* [WHAT YOU WILL DO]: Search the data for "thread". Return each matching line.

* [PROVIDED ENTRIES]:
//! The worker-pool scheduler.
//!
//! One worker thread per simulated core pulls ready processes from a FIFO
//! queue, admits them into memory, and steps them through their programs in
//! lockstep with the tick clock. FCFS runs a process to completion; RR
//! additionally preempts after `quantum` executed steps and re-enqueues.
//!
//! A watcher thread rides the same tick broadcast to account active ticks
//! (ticks on which at least one core was busy) and, when enabled, to write
//! periodic memory snapshots.

use std::collections::VecDeque;
use std::path::PathBuf;
use std::sync::atomic::{AtomicBool, AtomicUsize, Ordering};
use std::sync::{Arc, Condvar, Mutex};
use std::thread::{self, JoinHandle};

use tracing::{debug, error, info, warn};

use crate::clock::TickClock;
use crate::config::{SchedPolicy, SimConfig};
use crate::core_state::CoreStateRegistry;
use crate::mem::{AdmitError, MemoryAllocator};
use crate::process::{Process, ProcessState};
use crate::trace::{SimEventKind, Trace};
use crate::types::CoreId;

/// Periodic memory-snapshot output (`memory_stamp_<n>.txt`).
#[derive(Debug, Clone)]
pub struct MemoryStampConfig {
    /// Directory the stamp files are written into.
    pub dir: PathBuf,
    /// Ticks between stamps.
    pub period_ticks: u64,
}

/// How an execution loop ended.
enum Outcome {
    /// The program counter reached the program length.
    Finished,
    /// RR only: the quantum was exhausted with steps remaining.
    QuantumExpired,
    /// The scheduler was stopped mid-run.
    Stopped,
}

pub struct Scheduler {
    shared: Arc<Shared>,
    workers: Mutex<Vec<JoinHandle<()>>>,
    watcher: Mutex<Option<JoinHandle<()>>>,
}

struct Shared {
    policy: SchedPolicy,
    num_cpu: u32,
    quantum: u32,
    delay_per_exec: u32,
    running: AtomicBool,
    /// Number of processes currently between dispatch and release; guards
    /// the more-RUNNING-than-cores programming error.
    active: AtomicUsize,
    queue: Mutex<VecDeque<Arc<Process>>>,
    queue_cond: Condvar,
    /// Start barrier: workers check in, `start` waits for all of them.
    ready_workers: Mutex<u32>,
    ready_cond: Condvar,
    clock: Arc<TickClock>,
    registry: Arc<CoreStateRegistry>,
    allocator: Arc<dyn MemoryAllocator>,
    trace: Arc<Trace>,
    stamps: Option<MemoryStampConfig>,
}

impl Scheduler {
    pub fn new(
        config: &SimConfig,
        clock: Arc<TickClock>,
        registry: Arc<CoreStateRegistry>,
        allocator: Arc<dyn MemoryAllocator>,
        trace: Arc<Trace>,
        stamps: Option<MemoryStampConfig>,
    ) -> Scheduler {
        Scheduler {
            shared: Arc::new(Shared {
                policy: config.scheduler,
                num_cpu: config.num_cpu,
                quantum: config.quantum_cycles,
                delay_per_exec: config.delays_per_exec,
                running: AtomicBool::new(false),
                active: AtomicUsize::new(0),
                queue: Mutex::new(VecDeque::new()),
                queue_cond: Condvar::new(),
                ready_workers: Mutex::new(0),
                ready_cond: Condvar::new(),
                clock,
                registry,
                allocator,
                trace,
                stamps,
            }),
            workers: Mutex::new(Vec::new()),
            watcher: Mutex::new(None),
        }
    }

    /// Spawn the worker pool and watcher, returning once every worker has
    /// checked in. Idempotent.
    pub fn start(&self) {
        if self.shared.running.swap(true, Ordering::SeqCst) {
            return;
        }

        let mut workers = self.workers.lock().unwrap();
        for id in 1..=self.shared.num_cpu {
            let shared = Arc::clone(&self.shared);
            let handle = thread::Builder::new()
                .name(format!("core-{id}"))
                .spawn(move || worker_loop(&shared, CoreId(id)))
                .expect("failed to spawn worker thread");
            workers.push(handle);
        }

        let shared = Arc::clone(&self.shared);
        *self.watcher.lock().unwrap() = Some(
            thread::Builder::new()
                .name("sched-watch".into())
                .spawn(move || watcher_loop(&shared))
                .expect("failed to spawn watcher thread"),
        );

        let mut ready = self.shared.ready_workers.lock().unwrap();
        while *ready < self.shared.num_cpu {
            ready = self.shared.ready_cond.wait(ready).unwrap();
        }
        info!(
            cores = self.shared.num_cpu,
            policy = %self.shared.policy,
            "scheduler started"
        );
    }

    /// Stop every worker and the watcher, then wait for them to exit. A
    /// worker that is mid-step finishes that step first; preempted work is
    /// not re-enqueued. Idempotent, callable from any thread.
    pub fn stop(&self) {
        if !self.shared.running.swap(false, Ordering::SeqCst) {
            return;
        }
        self.shared.queue_cond.notify_all();
        for handle in self.workers.lock().unwrap().drain(..) {
            let _ = handle.join();
        }
        if let Some(handle) = self.watcher.lock().unwrap().take() {
            let _ = handle.join();
        }
        info!("scheduler stopped");
    }

    pub fn is_running(&self) -> bool {
        self.shared.running.load(Ordering::SeqCst)
    }

    /// Append a process to the ready queue, unless it is already queued.
    pub fn enqueue(&self, process: Arc<Process>) {
        push_ready(&self.shared, process);
    }

    pub fn queue_len(&self) -> usize {
        self.shared.queue.lock().unwrap().len()
    }
}

impl Drop for Scheduler {
    fn drop(&mut self) {
        self.stop();
    }
}

/// Append to the ready queue without introducing duplicates.
fn push_ready(shared: &Shared, process: Arc<Process>) {
    {
        let mut queue = shared.queue.lock().unwrap();
        if queue.iter().any(|p| p.pid() == process.pid()) {
            return;
        }
        queue.push_back(process);
    }
    shared.queue_cond.notify_one();
}

/// Block until a process is available or the scheduler stops.
fn pop_ready(shared: &Shared) -> Option<Arc<Process>> {
    let mut queue = shared.queue.lock().unwrap();
    loop {
        if !shared.running.load(Ordering::SeqCst) {
            return None;
        }
        if let Some(process) = queue.pop_front() {
            return Some(process);
        }
        queue = shared.queue_cond.wait(queue).unwrap();
    }
}

fn worker_loop(shared: &Shared, core: CoreId) {
    {
        let mut ready = shared.ready_workers.lock().unwrap();
        *ready += 1;
        if *ready == shared.num_cpu {
            shared.ready_cond.notify_all();
        }
    }

    while shared.running.load(Ordering::SeqCst) {
        let Some(process) = pop_ready(shared) else {
            break;
        };
        // Pin the process so the eviction scan cannot take it between here
        // and the RUNNING transition.
        process.set_dispatching(true);

        if shared.active.fetch_add(1, Ordering::SeqCst) + 1 > shared.num_cpu as usize {
            error!(
                core = core.0,
                pid = process.pid().0,
                "more concurrent running processes than cores; refusing dispatch"
            );
            shared.active.fetch_sub(1, Ordering::SeqCst);
            process.set_dispatching(false);
            push_ready(shared, process);
            continue;
        }

        if !process.is_resident() {
            match shared.allocator.admit(&process) {
                Ok(_) => {
                    process.set_admitted_at(Some(shared.clock.ticks()));
                    shared.trace.record(
                        shared.clock.ticks(),
                        Some(core),
                        SimEventKind::Admitted { pid: process.pid() },
                    );
                }
                Err(AdmitError::NoSpace) => {
                    debug!(
                        core = core.0,
                        pid = process.pid().0,
                        "no space and nothing evictable; re-enqueueing"
                    );
                    shared.trace.record(
                        shared.clock.ticks(),
                        Some(core),
                        SimEventKind::AdmitDeferred { pid: process.pid() },
                    );
                    shared.active.fetch_sub(1, Ordering::SeqCst);
                    process.set_dispatching(false);
                    push_ready(shared, process);
                    // Try again next tick rather than spinning on the queue.
                    let now = shared.clock.ticks();
                    shared.clock.wait_for_tick_after(now);
                    continue;
                }
            }
        }

        process.set_state(ProcessState::Running);
        process.set_core(Some(core));
        process.set_dispatching(false);
        shared
            .registry
            .set(core, true, Some(process.name().to_string()));
        shared.trace.record(
            shared.clock.ticks(),
            Some(core),
            SimEventKind::Dispatched { pid: process.pid() },
        );

        let outcome = execute(shared, &process, core);

        match outcome {
            Outcome::Finished => {
                shared.allocator.release(&process);
                process.set_state(ProcessState::Finished);
                process.set_core(None);
                shared.trace.record(
                    shared.clock.ticks(),
                    Some(core),
                    SimEventKind::Finished { pid: process.pid() },
                );
                info!(
                    core = core.0,
                    pid = process.pid().0,
                    name = process.name(),
                    "process finished"
                );
            }
            Outcome::QuantumExpired => {
                process.set_state(ProcessState::Ready);
                process.set_core(None);
                shared.trace.record(
                    shared.clock.ticks(),
                    Some(core),
                    SimEventKind::Preempted { pid: process.pid() },
                );
                push_ready(shared, Arc::clone(&process));
            }
            Outcome::Stopped => {
                // Leave the process READY but unqueued; the run is over.
                process.set_state(ProcessState::Ready);
                process.set_core(None);
            }
        }

        shared.registry.set(core, false, None);
        shared.active.fetch_sub(1, Ordering::SeqCst);
    }
}

/// Step the process until it finishes, exhausts its quantum (RR), or the
/// scheduler stops. Every step is gated on a fresh tick; `delay_per_exec`
/// inserts that many idle ticks between consecutive steps, except before
/// the first step of a dispatch.
fn execute(shared: &Shared, process: &Arc<Process>, core: CoreId) -> Outcome {
    let mut last = shared.clock.ticks();
    let mut delay_counter = 0;
    let mut executed: u32 = 0;
    let mut first = true;

    loop {
        if process.is_complete() {
            return Outcome::Finished;
        }
        if shared.policy == SchedPolicy::Rr && executed >= shared.quantum {
            return Outcome::QuantumExpired;
        }
        if !shared.running.load(Ordering::SeqCst) {
            return Outcome::Stopped;
        }

        last = shared.clock.wait_for_tick_after(last);
        if !shared.running.load(Ordering::SeqCst) || !shared.clock.is_running() {
            return Outcome::Stopped;
        }

        let run_step = if shared.delay_per_exec == 0 || first {
            true
        } else {
            delay_counter += 1;
            if delay_counter >= shared.delay_per_exec {
                delay_counter = 0;
                true
            } else {
                false
            }
        };

        if run_step {
            process.execute_step(core);
            first = false;
            executed += 1;
            shared.trace.record(
                last,
                Some(core),
                SimEventKind::StepExecuted {
                    pid: process.pid(),
                    pc: process.pc(),
                },
            );
        }
    }
}

/// Per-tick accounting: bump the active counter whenever any core is busy,
/// and write periodic memory stamps when configured.
fn watcher_loop(shared: &Shared) {
    let mut last = shared.clock.ticks();
    let mut last_stamp = last;
    let mut stamp_index = 0u64;

    while shared.running.load(Ordering::SeqCst) {
        last = shared.clock.wait_for_tick_after(last);
        if !shared.running.load(Ordering::SeqCst) || !shared.clock.is_running() {
            break;
        }

        if shared.registry.busy_count() > 0 {
            shared.clock.note_active_tick();
        }

        if let Some(stamps) = &shared.stamps {
            if last.saturating_sub(last_stamp) >= stamps.period_ticks {
                last_stamp = last;
                let path = stamps.dir.join(format!("memory_stamp_{stamp_index}.txt"));
                stamp_index += 1;
                if let Err(err) = std::fs::write(&path, shared.allocator.snapshot()) {
                    warn!(path = %path.display(), error = %err, "failed to write memory stamp");
                }
            }
        }
    }
}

* [WRITTEN RESPONSE]:
//! One worker thread per simulated core pulls ready processes from a FIFO
//! A watcher thread rides the same tick broadcast to account active ticks
use std::thread::{self, JoinHandle};
            let handle = thread::Builder::new()
                .expect("failed to spawn worker thread");
            thread::Builder::new()
                .expect("failed to spawn watcher thread"),
    /// not re-enqueued. Idempotent, callable from any thread.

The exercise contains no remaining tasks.